Vielfältige Steinarten
Der Geologe Oskar Keller verwies in seinen Ausführungen auf ein paar besondere Exemplare. So lassen sich verschiedene Kalksteine finden, die durch Fliessgewässer hierher gespült wurden. Ein rötlicher Stein, der wohl Spuren von Eisen enthält, entpuppte sich als «Verrocano». Dieser ist vor allem südlich des Walensees und im Vorarlberg zu finden, hat also ebenfalls eine weite Strecke zurückgelegt. Auch Steine mit leichtem Kristallanteil lassen sich finden. Die meisten wurden wohl durch eine Art «Urrhein», einem Vorläufer des jetzigen Rheins, von den Alpen her bis in unsere Gegend geschoben. In den letzten Jahren hat Wald und Buschwerk die Abbruchstelle immer mehr zugedeckt. In wenigen Jahren wird sie wohl nicht mehr sichtbar sein, wenn nicht durch menschliche Eingriffe das Gehölz regelmässig entfernt wird.
Vom Schneitberg reicht die Aussicht südwärts Richtung Alpstein und Churfirsten und nordwärts bis ins deutsche Gebiet. All die Hügelzüge, Täler und Flusslandschaften wurden durch die letzten Eiszeiten geformt und ausgeprägt. Die Geologie geht davon aus, dass bis zu fünf verschiedene Eiszeiten, unseren Planeten heimgesucht und dabei immer neu gestaltet und umgewälzt hatten.
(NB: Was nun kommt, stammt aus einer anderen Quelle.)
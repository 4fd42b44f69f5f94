use std::mem::size_of;

use glam::Mat4;
use id_arena::Arena;
use wgpu::BufferUsages;

use crate::{rendering::render_model::RenderModel, scene_graph::scene::Scene};

#[repr(C)]
#[derive(Debug, Copy, Clone, bytemuck::Pod, bytemuck::Zeroable)]
pub struct Instance {
    pub model: Mat4,
    pub normal: Mat4,
}

impl Instance {
    pub fn new(model: Mat4, normal: Mat4) -> Self {
        Self { model, normal }
    }

    pub fn descriptor() -> wgpu::VertexBufferLayout<'static> {
        const ATTRIBUTES: [wgpu::VertexAttribute; 8] = wgpu::vertex_attr_array![
            5 => Float32x4,
            6 => Float32x4,
            7 => Float32x4,
            8 => Float32x4,
            9 => Float32x4,
            10 => Float32x4,
            11 => Float32x4,
            12 => Float32x4,
        ];

        wgpu::VertexBufferLayout {
            array_stride: size_of::<Instance>() as wgpu::BufferAddress,
            step_mode: wgpu::VertexStepMode::Instance,
            attributes: &ATTRIBUTES,
        }
    }
}

pub struct Instances {
    instances: Vec<Instance>,
}

impl Instances {
    pub fn new() -> Self {
        Self {
            instances: Vec::new(),
        }
    }

    pub fn add(&mut self, instance: Instance) {
        self.instances.push(instance);
    }

    pub fn clear(&mut self) {
        self.instances.clear();
    }

    pub fn write_to_buffer(&self, queue: &wgpu::Queue, instance_buffer: &InstanceBuffer) {
        let count = self.instances.len().min(InstanceBuffer::MAX_INSTANCES);
        queue.write_buffer(
            instance_buffer.buffer(),
            0,
            bytemuck::cast_slice(&self.instances[..count]),
        );
    }

    pub fn should_render(&self) -> bool {
        !self.instances.is_empty()
    }

    pub fn len(&self) -> usize {
        self.instances.len().min(InstanceBuffer::MAX_INSTANCES)
    }
}

impl Default for Instances {
    fn default() -> Self {
        Self::new()
    }
}

pub struct InstanceBuffer(wgpu::Buffer);

impl InstanceBuffer {
    pub const MAX_INSTANCES: usize = 64;

    pub fn new(device: &wgpu::Device, name: &str) -> Self {
        let label = format!("Instance buffer ({})", name);

        let buffer = device.create_buffer(&wgpu::BufferDescriptor {
            label: Some(&label),
            size: (size_of::<Instance>() * Self::MAX_INSTANCES) as u64,
            usage: BufferUsages::VERTEX | BufferUsages::COPY_DST,
            mapped_at_creation: false,
        });

        Self(buffer)
    }

    pub fn buffer(&self) -> &wgpu::Buffer {
        &self.0
    }

    pub fn bind(&self, render_pass: &mut wgpu::RenderPass<'_>) {
        render_pass.set_vertex_buffer(1, self.buffer().slice(..));
    }
}

/// Rebuilds every render model's instance list from the objects that draw it. Objects hidden
/// directly or through an ancestor are skipped.
pub fn gather_instances(scene: &Scene, render_models: &mut Arena<RenderModel>) {
    for (_, render_model) in render_models.iter_mut() {
        render_model.instances.clear();
    }

    for (object_id, object) in scene.objects.iter() {
        let Some(render_model_id) = object
            .model_id
            .and_then(|model_id| scene.models.get(model_id))
            .and_then(|scene_model| scene_model.render_model)
        else {
            continue;
        };

        if !scene.is_visible_in_hierarchy(object_id) {
            continue;
        }

        let Some(render_model) = render_models.get_mut(render_model_id) else {
            continue;
        };

        let world = *object.transform.get_world_matrix();
        let normal = *object.transform.get_inverse_transpose_world_matrix();
        render_model.instances.add(Instance::new(world, normal));
    }
}
use std::{
    path::PathBuf,
    sync::mpsc::{channel, Receiver, Sender},
};

use anyhow::Context;

use crate::{asset_pipeline::materials::MaterialOverride, story::actor::Actor};

#[derive(Debug, Clone)]
pub struct ModelRequest {
    pub actor: Actor,
    pub path: PathBuf,
    pub material_override: Option<MaterialOverride>,
}

impl ModelRequest {
    pub fn file_name(&self) -> String {
        self.path
            .file_name()
            .map(|name| name.to_string_lossy().into_owned())
            .unwrap_or_else(|| self.path.display().to_string())
    }
}

pub struct LoadedModel {
    pub request: ModelRequest,
    pub document: gltf::Document,
    pub buffers: Vec<gltf::buffer::Data>,
    pub images: Vec<gltf::image::Data>,
}

struct LoadResult {
    request: ModelRequest,
    result: anyhow::Result<(
        gltf::Document,
        Vec<gltf::buffer::Data>,
        Vec<gltf::image::Data>,
    )>,
}

/// Decodes glTF files on the rayon pool. Finished loads are collected with [`poll`].
///
/// [`poll`]: AssetLoader::poll
pub struct AssetLoader {
    sender: Sender<LoadResult>,
    receiver: Receiver<LoadResult>,
    pending: usize,
}

impl AssetLoader {
    pub fn new() -> Self {
        let (sender, receiver) = channel();

        Self {
            sender,
            receiver,
            pending: 0,
        }
    }

    pub fn request(&mut self, request: ModelRequest) {
        log::info!(
            "Loading {} for {}",
            request.path.display(),
            request.actor.name()
        );

        let sender = self.sender.clone();
        self.pending += 1;

        rayon::spawn(move || {
            let result = gltf::import(&request.path)
                .with_context(|| format!("Failed to load model {}", request.path.display()));

            // The loader may be gone if the window closed mid-load
            let _ = sender.send(LoadResult { request, result });
        });
    }

    pub fn pending(&self) -> usize {
        self.pending
    }

    /// Returns every model that finished loading since the last call. Failures are logged
    /// and dropped.
    pub fn poll(&mut self) -> Vec<LoadedModel> {
        let mut loaded = Vec::new();

        while let Ok(LoadResult { request, result }) = self.receiver.try_recv() {
            self.pending = self.pending.saturating_sub(1);

            match result {
                Ok((document, buffers, images)) => loaded.push(LoadedModel {
                    request,
                    document,
                    buffers,
                    images,
                }),
                Err(e) => log::error!("{} will not be shown: {:#}", request.actor.name(), e),
            }
        }

        loaded
    }
}

impl Default for AssetLoader {
    fn default() -> Self {
        Self::new()
    }
}

#[cfg(test)]
mod tests {
    use std::time::Duration;

    use super::*;

    #[test]
    fn failed_loads_are_dropped() {
        let mut loader = AssetLoader::new();
        loader.request(ModelRequest {
            actor: Actor::Country,
            path: PathBuf::from("does/not/exist/colombia.glb"),
            material_override: None,
        });
        assert_eq!(loader.pending(), 1);

        let mut loaded = Vec::new();
        for _ in 0..500 {
            loaded.extend(loader.poll());
            if loader.pending() == 0 {
                break;
            }
            std::thread::sleep(Duration::from_millis(10));
        }

        assert_eq!(loader.pending(), 0);
        assert!(loaded.is_empty());
    }

    #[test]
    fn file_name_is_the_last_path_component() {
        let request = ModelRequest {
            actor: Actor::Landmark,
            path: PathBuf::from("assets/Monserrate.glb"),
            material_override: None,
        };
        assert_eq!(request.file_name(), "Monserrate.glb");
    }
}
Für uns ist vor allem die letzte Eiszeit prägend, die vor einigen Tausend Jahren stattgefunden hatte, sind doch deren Auswirkungen bis heute eindrucksvoll sichtbar. Immer wenn der Gletscher wanderte, bildete er natürliche Grenzen, Wälle von Fels und Gestein. Solch ein aufgeschütteter Wall trennt beispielsweise den Unter- vom Bodensee, den Silser- vom Silvaplanersee oder den Brienzer- vom Thunersee. Die Thur, die sich erst nordostwärts durch den Thurgau bewegt und im Raum Bischofszell scheinbar abrupt die Richtung ändert und westwärts Richtung Rhein fliesst, floss in früherer Zeit in den Bodensee. Erst ein Gletscherwall machte den Durchfluss dahin zunichte und führte dazu, dass sich der Fluss einen anderen Weg bahnen musste. Mit Hilfe zahlreicher Zeichnungen und Karten zeigte der Geologe auf, wann ungefähr die einzelnen Eiszeiten stattfanden, welche Temperaturen da vorherrschten und wie weit jeweils das Eis vorrücken konnte.
ROLF HUG
Ausstellung auf dem Säntis
Wer sich noch mehr mit der Eiszeit und den verschiedenen Gesteinsarten befassen will, findet eine ausführliche Galerie davon auf dem SäntiS. In einer Dauerausstellung wird viel Wissenswertes über Geologie und Geografie der Alpen vermittelt. Der Referent des Hagenbucher Anlasses, Oskar Keller, hat massgeblich daran mitgearbeitet und zahlreiche Zeichnungen und Illustrationen dazu beigesteuert.